What you will do — Please set down every record exactly as it appears below.

Supplied records —
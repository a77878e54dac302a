//! Folder lifecycle events.

use chrono::{DateTime, Utc};
use serde::{Deserialize, Serialize};
use uuid::Uuid;

/// Events related to folder mutations.
///
/// Serialized as a flat JSON object tagged by `type`, e.g.
/// `{"type":"folder:created","folderId":..,"userId":..,"timestamp":..,"name":..}`.
#[derive(Debug, Clone, PartialEq, Serialize, Deserialize)]
#[serde(tag = "type", rename_all_fields = "camelCase")]
pub enum FolderEvent {
    /// A folder was created.
    #[serde(rename = "folder:created")]
    Created {
        /// The new folder.
        folder_id: Uuid,
        /// The acting user.
        user_id: Uuid,
        /// When the event occurred.
        timestamp: DateTime<Utc>,
        /// Folder name.
        name: String,
        /// Parent folder, if any.
        parent_id: Option<Uuid>,
        /// Derived path.
        path: String,
    },
    /// A folder's name or metadata changed.
    #[serde(rename = "folder:updated")]
    Updated {
        /// The updated folder.
        folder_id: Uuid,
        /// The acting user.
        user_id: Uuid,
        /// When the event occurred.
        timestamp: DateTime<Utc>,
        /// Folder name after the update.
        name: String,
        /// Folder path after the update.
        path: String,
        /// Names of the fields that changed (`name`, `metadata`).
        changes: Vec<String>,
    },
    /// A folder was deleted.
    #[serde(rename = "folder:deleted")]
    Deleted {
        /// The deleted folder.
        folder_id: Uuid,
        /// The acting user.
        user_id: Uuid,
        /// When the event occurred.
        timestamp: DateTime<Utc>,
        /// Name at deletion time.
        name: String,
        /// Path at deletion time.
        path: String,
    },
    /// Access was granted (or changed) for one or more users.
    #[serde(rename = "folder:shared")]
    Shared {
        /// The shared folder.
        folder_id: Uuid,
        /// The acting user.
        user_id: Uuid,
        /// When the event occurred.
        timestamp: DateTime<Utc>,
        /// Users whose entries were upserted.
        shared_with: Vec<Uuid>,
        /// Granted permission (`read`, `write`, `admin`).
        permission: String,
    },
    /// A user's access was revoked.
    #[serde(rename = "folder:unshared")]
    Unshared {
        /// The folder.
        folder_id: Uuid,
        /// The acting user.
        user_id: Uuid,
        /// When the event occurred.
        timestamp: DateTime<Utc>,
        /// The user whose entry was removed.
        target_user_id: Uuid,
    },
}

impl FolderEvent {
    /// The wire name of the event (`folder:created`, ...).
    pub fn event_type(&self) -> &'static str {
        match self {
            Self::Created { .. } => "folder:created",
            Self::Updated { .. } => "folder:updated",
            Self::Deleted { .. } => "folder:deleted",
            Self::Shared { .. } => "folder:shared",
            Self::Unshared { .. } => "folder:unshared",
        }
    }

    /// The folder the event is about.
    pub fn folder_id(&self) -> Uuid {
        match self {
            Self::Created { folder_id, .. }
            | Self::Updated { folder_id, .. }
            | Self::Deleted { folder_id, .. }
            | Self::Shared { folder_id, .. }
            | Self::Unshared { folder_id, .. } => *folder_id,
        }
    }

    /// The user who caused the event.
    pub fn user_id(&self) -> Uuid {
        match self {
            Self::Created { user_id, .. }
            | Self::Updated { user_id, .. }
            | Self::Deleted { user_id, .. }
            | Self::Shared { user_id, .. }
            | Self::Unshared { user_id, .. } => *user_id,
        }
    }
}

Exercise result —
repository a77878e54dac302a
//! Folder lifecycle events.

use chrono::{DateTime, Utc};
use serde::{Deserialize, Serialize};
use uuid::Uuid;

/// Events related to folder mutations.
///
/// Serialized as a flat JSON object tagged by `type`, e.g.
/// `{"type":"folder:created","folderId":..,"userId":..,"timestamp":..,"name":..}`.
#[derive(Debug, Clone, PartialEq, Serialize, Deserialize)]
#[serde(tag = "type", rename_all_fields = "camelCase")]
pub enum FolderEvent {
    /// A folder was created.
    #[serde(rename = "folder:created")]
    Created {
        /// The new folder.
        folder_id: Uuid,
        /// The acting user.
        user_id: Uuid,
        /// When the event occurred.
        timestamp: DateTime<Utc>,
        /// Folder name.
        name: String,
        /// Parent folder, if any.
        parent_id: Option<Uuid>,
        /// Derived path.
        path: String,
    },
    /// A folder's name or metadata changed.
    #[serde(rename = "folder:updated")]
    Updated {
        /// The updated folder.
        folder_id: Uuid,
        /// The acting user.
        user_id: Uuid,
        /// When the event occurred.
        timestamp: DateTime<Utc>,
        /// Folder name after the update.
        name: String,
        /// Folder path after the update.
        path: String,
        /// Names of the fields that changed (`name`, `metadata`).
        changes: Vec<String>,
    },
    /// A folder was deleted.
    #[serde(rename = "folder:deleted")]
    Deleted {
        /// The deleted folder.
        folder_id: Uuid,
        /// The acting user.
        user_id: Uuid,
        /// When the event occurred.
        timestamp: DateTime<Utc>,
        /// Name at deletion time.
        name: String,
        /// Path at deletion time.
        path: String,
    },
    /// Access was granted (or changed) for one or more users.
    #[serde(rename = "folder:shared")]
    Shared {
        /// The shared folder.
        folder_id: Uuid,
        /// The acting user.
        user_id: Uuid,
        /// When the event occurred.
        timestamp: DateTime<Utc>,
        /// Users whose entries were upserted.
        shared_with: Vec<Uuid>,
        /// Granted permission (`read`, `write`, `admin`).
        permission: String,
    },
    /// A user's access was revoked.
    #[serde(rename = "folder:unshared")]
    Unshared {
        /// The folder.
        folder_id: Uuid,
        /// The acting user.
        user_id: Uuid,
        /// When the event occurred.
        timestamp: DateTime<Utc>,
        /// The user whose entry was removed.
        target_user_id: Uuid,
    },
}

impl FolderEvent {
    /// The wire name of the event (`folder:created`, ...).
    pub fn event_type(&self) -> &'static str {
        match self {
            Self::Created { .. } => "folder:created",
            Self::Updated { .. } => "folder:updated",
            Self::Deleted { .. } => "folder:deleted",
            Self::Shared { .. } => "folder:shared",
            Self::Unshared { .. } => "folder:unshared",
        }
    }

    /// The folder the event is about.
    pub fn folder_id(&self) -> Uuid {
        match self {
            Self::Created { folder_id, .. }
            | Self::Updated { folder_id, .. }
            | Self::Deleted { folder_id, .. }
            | Self::Shared { folder_id, .. }
            | Self::Unshared { folder_id, .. } => *folder_id,
        }
    }

    /// The user who caused the event.
    pub fn user_id(&self) -> Uuid {
        match self {
            Self::Created { user_id, .. }
            | Self::Updated { user_id, .. }
            | Self::Deleted { user_id, .. }
            | Self::Shared { user_id, .. }
            | Self::Unshared { user_id, .. } => *user_id,
        }
    }
}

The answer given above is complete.